Saved entries
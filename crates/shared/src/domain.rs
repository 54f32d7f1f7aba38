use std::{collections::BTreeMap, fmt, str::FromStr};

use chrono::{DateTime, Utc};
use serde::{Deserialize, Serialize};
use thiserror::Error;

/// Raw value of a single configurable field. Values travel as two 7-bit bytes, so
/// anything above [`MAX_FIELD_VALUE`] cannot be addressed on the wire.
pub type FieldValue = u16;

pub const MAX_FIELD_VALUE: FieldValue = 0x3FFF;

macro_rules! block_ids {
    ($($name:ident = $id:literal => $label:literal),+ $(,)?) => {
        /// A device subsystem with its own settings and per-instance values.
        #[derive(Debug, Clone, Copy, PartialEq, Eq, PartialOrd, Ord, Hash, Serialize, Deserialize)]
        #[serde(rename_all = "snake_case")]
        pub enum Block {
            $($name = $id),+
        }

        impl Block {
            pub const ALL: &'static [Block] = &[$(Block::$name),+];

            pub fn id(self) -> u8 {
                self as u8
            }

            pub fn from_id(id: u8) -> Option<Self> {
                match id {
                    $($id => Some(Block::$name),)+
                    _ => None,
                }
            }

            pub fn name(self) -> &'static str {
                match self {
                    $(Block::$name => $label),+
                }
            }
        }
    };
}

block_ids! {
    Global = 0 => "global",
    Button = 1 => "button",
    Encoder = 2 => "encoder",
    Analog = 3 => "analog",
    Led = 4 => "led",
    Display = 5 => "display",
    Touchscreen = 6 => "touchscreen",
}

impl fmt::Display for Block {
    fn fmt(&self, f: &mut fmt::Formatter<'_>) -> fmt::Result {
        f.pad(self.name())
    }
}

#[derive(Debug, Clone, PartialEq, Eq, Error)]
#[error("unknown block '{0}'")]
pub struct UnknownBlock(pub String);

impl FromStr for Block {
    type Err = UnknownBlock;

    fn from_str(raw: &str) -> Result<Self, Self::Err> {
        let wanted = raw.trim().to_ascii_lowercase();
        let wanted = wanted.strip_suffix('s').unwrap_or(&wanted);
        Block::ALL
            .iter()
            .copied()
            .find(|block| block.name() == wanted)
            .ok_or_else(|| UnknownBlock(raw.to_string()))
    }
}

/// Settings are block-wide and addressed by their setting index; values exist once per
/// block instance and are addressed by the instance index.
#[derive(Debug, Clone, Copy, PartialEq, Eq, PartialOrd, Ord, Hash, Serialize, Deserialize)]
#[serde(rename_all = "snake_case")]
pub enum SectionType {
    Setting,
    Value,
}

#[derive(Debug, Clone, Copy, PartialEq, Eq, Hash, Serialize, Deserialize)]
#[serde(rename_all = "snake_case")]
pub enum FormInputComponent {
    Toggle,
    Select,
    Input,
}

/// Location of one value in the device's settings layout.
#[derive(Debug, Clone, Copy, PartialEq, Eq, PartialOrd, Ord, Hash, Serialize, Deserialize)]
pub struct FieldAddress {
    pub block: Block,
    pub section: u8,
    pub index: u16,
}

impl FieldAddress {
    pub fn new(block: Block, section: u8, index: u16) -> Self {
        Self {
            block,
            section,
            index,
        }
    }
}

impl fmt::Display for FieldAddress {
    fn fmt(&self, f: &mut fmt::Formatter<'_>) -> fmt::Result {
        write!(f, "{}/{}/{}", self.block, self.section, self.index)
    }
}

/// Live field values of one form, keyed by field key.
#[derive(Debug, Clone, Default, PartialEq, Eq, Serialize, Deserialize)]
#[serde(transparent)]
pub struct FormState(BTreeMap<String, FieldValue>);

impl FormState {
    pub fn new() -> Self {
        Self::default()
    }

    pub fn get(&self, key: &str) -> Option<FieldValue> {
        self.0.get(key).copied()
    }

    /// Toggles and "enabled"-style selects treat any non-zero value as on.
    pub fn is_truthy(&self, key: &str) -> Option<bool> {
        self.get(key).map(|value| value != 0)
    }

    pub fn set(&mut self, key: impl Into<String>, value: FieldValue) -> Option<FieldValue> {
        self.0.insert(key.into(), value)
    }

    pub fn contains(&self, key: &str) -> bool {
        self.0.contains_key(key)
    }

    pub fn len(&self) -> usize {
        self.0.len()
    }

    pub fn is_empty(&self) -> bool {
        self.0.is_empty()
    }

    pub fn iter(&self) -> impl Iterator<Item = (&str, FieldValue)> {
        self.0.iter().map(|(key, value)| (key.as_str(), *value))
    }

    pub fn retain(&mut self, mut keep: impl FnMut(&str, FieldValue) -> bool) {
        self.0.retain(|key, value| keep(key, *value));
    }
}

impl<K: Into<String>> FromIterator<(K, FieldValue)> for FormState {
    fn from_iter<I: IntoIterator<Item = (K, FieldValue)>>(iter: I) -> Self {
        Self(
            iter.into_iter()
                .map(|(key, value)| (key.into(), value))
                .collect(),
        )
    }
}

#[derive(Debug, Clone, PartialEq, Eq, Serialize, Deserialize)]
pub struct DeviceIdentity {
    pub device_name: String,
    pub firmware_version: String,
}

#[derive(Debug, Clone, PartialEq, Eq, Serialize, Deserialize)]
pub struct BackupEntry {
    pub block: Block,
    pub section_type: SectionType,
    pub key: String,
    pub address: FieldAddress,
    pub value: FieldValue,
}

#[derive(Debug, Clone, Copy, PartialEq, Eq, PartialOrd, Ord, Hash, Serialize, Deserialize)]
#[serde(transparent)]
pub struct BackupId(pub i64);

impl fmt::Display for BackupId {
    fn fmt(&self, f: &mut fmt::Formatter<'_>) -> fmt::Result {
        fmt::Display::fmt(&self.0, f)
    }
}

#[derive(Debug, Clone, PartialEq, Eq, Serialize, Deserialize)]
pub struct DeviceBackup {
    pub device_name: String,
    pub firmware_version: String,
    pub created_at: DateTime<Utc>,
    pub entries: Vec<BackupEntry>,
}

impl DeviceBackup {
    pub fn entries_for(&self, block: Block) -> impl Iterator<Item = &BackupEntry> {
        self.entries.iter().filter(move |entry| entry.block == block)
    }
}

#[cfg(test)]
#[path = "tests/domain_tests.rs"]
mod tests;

* * *

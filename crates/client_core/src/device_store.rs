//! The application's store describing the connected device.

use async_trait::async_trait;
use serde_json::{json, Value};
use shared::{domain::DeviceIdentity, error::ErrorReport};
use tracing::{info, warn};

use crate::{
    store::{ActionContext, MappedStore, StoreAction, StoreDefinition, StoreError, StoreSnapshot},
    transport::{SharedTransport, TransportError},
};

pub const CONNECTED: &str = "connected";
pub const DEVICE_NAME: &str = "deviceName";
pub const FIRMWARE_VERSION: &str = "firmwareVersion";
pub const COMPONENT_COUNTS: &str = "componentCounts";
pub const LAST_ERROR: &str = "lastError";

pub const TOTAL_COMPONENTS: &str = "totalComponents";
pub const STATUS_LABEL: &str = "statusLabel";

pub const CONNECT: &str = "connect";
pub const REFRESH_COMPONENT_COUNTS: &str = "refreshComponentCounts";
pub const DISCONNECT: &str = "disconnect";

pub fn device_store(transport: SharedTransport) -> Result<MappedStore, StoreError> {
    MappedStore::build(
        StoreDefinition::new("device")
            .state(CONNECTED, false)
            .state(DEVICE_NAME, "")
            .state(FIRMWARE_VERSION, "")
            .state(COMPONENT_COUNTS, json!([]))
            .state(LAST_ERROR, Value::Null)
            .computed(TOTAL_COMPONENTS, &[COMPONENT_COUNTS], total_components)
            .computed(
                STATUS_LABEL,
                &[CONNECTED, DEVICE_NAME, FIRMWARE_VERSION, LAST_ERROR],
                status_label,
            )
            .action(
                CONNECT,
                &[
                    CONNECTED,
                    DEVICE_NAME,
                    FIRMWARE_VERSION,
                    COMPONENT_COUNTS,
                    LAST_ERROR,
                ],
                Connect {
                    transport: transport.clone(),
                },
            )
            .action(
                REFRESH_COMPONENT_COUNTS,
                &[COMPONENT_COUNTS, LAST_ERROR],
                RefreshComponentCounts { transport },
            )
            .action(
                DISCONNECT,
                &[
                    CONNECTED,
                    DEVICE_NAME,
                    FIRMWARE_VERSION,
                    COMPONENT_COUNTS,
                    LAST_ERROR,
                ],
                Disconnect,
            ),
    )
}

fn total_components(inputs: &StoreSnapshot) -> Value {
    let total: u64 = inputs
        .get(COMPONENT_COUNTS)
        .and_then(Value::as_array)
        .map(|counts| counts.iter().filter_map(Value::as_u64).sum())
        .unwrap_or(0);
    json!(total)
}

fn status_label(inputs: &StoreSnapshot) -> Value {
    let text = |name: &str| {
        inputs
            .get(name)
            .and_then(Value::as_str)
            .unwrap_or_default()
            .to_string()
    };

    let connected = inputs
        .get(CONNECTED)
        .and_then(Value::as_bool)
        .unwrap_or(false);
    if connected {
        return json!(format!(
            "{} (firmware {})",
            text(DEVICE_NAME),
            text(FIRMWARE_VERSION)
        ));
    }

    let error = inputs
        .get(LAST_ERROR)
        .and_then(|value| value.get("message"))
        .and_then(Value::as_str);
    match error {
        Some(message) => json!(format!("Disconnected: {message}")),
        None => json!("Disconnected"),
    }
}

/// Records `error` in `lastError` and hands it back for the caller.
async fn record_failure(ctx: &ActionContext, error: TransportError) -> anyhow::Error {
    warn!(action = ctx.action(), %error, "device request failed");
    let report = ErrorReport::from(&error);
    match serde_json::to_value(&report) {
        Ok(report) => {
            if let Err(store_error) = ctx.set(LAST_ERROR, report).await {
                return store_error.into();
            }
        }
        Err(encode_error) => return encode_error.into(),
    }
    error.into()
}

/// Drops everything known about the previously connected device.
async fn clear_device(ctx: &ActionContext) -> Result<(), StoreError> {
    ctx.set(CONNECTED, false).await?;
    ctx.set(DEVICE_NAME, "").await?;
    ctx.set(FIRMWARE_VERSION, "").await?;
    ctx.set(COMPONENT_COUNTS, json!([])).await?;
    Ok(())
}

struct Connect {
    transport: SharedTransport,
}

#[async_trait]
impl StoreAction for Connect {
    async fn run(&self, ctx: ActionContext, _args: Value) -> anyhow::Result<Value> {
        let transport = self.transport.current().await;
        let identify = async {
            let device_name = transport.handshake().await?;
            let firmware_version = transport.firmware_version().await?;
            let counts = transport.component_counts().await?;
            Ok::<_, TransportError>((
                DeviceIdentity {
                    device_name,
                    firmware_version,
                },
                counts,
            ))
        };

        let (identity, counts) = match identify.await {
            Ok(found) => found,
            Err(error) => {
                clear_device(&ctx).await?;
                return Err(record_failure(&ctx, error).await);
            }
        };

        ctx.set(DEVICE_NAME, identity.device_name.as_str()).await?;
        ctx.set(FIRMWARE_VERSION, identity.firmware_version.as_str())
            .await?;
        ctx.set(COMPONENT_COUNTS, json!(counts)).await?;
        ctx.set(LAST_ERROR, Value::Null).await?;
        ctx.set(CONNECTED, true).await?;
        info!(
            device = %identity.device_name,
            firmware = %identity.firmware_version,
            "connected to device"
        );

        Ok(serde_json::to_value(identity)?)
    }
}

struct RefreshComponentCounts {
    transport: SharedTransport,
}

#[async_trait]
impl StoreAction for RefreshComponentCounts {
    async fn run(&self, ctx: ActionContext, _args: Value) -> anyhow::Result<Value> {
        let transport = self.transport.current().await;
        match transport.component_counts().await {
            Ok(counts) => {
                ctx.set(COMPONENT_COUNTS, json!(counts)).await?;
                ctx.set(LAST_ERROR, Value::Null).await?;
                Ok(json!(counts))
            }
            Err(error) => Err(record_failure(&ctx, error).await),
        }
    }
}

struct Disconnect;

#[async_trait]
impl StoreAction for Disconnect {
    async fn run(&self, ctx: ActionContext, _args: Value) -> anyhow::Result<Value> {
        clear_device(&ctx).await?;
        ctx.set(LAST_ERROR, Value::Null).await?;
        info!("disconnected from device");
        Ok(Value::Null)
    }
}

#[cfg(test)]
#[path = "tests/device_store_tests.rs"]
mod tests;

WORK REQUIRED -> Starting at the line that has "filename crates/shared/src/domain.rs" in the records above, restate word for word every line until the one that has "7-bit bytes, so", and include that one as well.

SOLUTION TO THIS PROBLEM ->
filename crates/shared/src/domain.rs
repository 54f32d7f1f7aba38
use std::{collections::BTreeMap, fmt, str::FromStr};

use chrono::{DateTime, Utc};
use serde::{Deserialize, Serialize};
use thiserror::Error;

/// Raw value of a single configurable field. Values travel as two 7-bit bytes, so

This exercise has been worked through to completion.